"Are you crazy?" I shouted back. "I can barely hold on!" The wind and the roar of the jets obliterated my words the second they left my mouth. I tightened my grip on the rung and yanked on the door handle again. If I could have braced my legs, I might have had a chance. The Templar, however, had other plans. He reached for my other calf.

I alternated between kicking at his hand and playing keep away but he was too fast for my tired legs and snagged the other one. This put the full weight of both our bodies on my right arm, the only thing holding us onto the plane. Agony lanced through tendons, muscles, and flesh. My shoulder felt like it might separate from the socket. Using the rung gripped in my right hand as a brace, I pushed against it while jerking on the handle. Metal groaned. Popped. The handle swung up with more force than I'd intended and the hatch popped open. My hand on the door lost purchase, and the wind slammed the Templar and me against the nacelle, pounding us like rag dolls. Someone screamed. An armed man flew out of the hatch, his gun firing wildly as he spun away into the darkness below. A bullet pinged off the metal. The Templar jerked, sending a fresh wave of agony into my arm but I couldn't look back. It was all I could do to reach forward and grab the open hatch as it bobbed up and down with each jolt of the plane.
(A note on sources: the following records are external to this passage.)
//! Fixed-window admission guard, keyed by client+route.
//!
//! Sits in front of the orchestrator as an external check. Counters are
//! updated under a lock so concurrent bursts are never undercounted.

use parking_lot::Mutex;
use std::collections::HashMap;
use std::time::Duration;

#[derive(Debug, Clone, Copy)]
struct Window {
    started_at: u64,
    count: u32,
}

pub struct RateLimiter {
    limit: u32,
    period: Duration,
    windows: Mutex<HashMap<String, Window>>,
}

impl RateLimiter {
    pub fn new(limit: u32, period: Duration) -> Self {
        Self {
            limit,
            period,
            windows: Mutex::new(HashMap::new()),
        }
    }

    /// Admit or reject one request for `key` at epoch second `now`.
    pub fn check_at(&self, key: &str, now: u64) -> bool {
        let period = self.period.as_secs().max(1);
        let window_start = now - now % period;

        let mut windows = self.windows.lock();
        let window = windows.entry(key.to_string()).or_insert(Window {
            started_at: window_start,
            count: 0,
        });
        if window.started_at != window_start {
            window.started_at = window_start;
            window.count = 0;
        }
        if window.count >= self.limit {
            return false;
        }
        window.count += 1;
        true
    }

    pub fn check(&self, key: &str) -> bool {
        let now = std::time::SystemTime::now()
            .duration_since(std::time::UNIX_EPOCH)
            .map(|d| d.as_secs())
            .unwrap_or(0);
        self.check_at(key, now)
    }
}

/// Admission key for one client+route pair.
pub fn admission_key(client: &str, path: &str) -> String {
    format!("{client}:{path}")
}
I noticed with alarm, the jet was straining to stay aloft. Trees loomed close below as the engines screamed with effort. I gripped the doorsill with my left hand. Switched my right hand from the open hatch to join it. I craned my neck back, glancing at my unwelcome hitchhiker.

I looked toward the hatch just in time to see the glint of a gun muzzle poking around the edge. A man in a harness leaned out and fired. The only thing saving me from a bullet in the brain was the air turbulence. It bounced the man like a frog on a trampoline. Searing pain blazed into my thigh, followed shortly by the sensation of a hammer pounding into the calf on my other leg. The Templar's grip on my legs loosened, and I felt his hands slide until my feet were the only things between him and a future as fertilizer puree for the rain forest.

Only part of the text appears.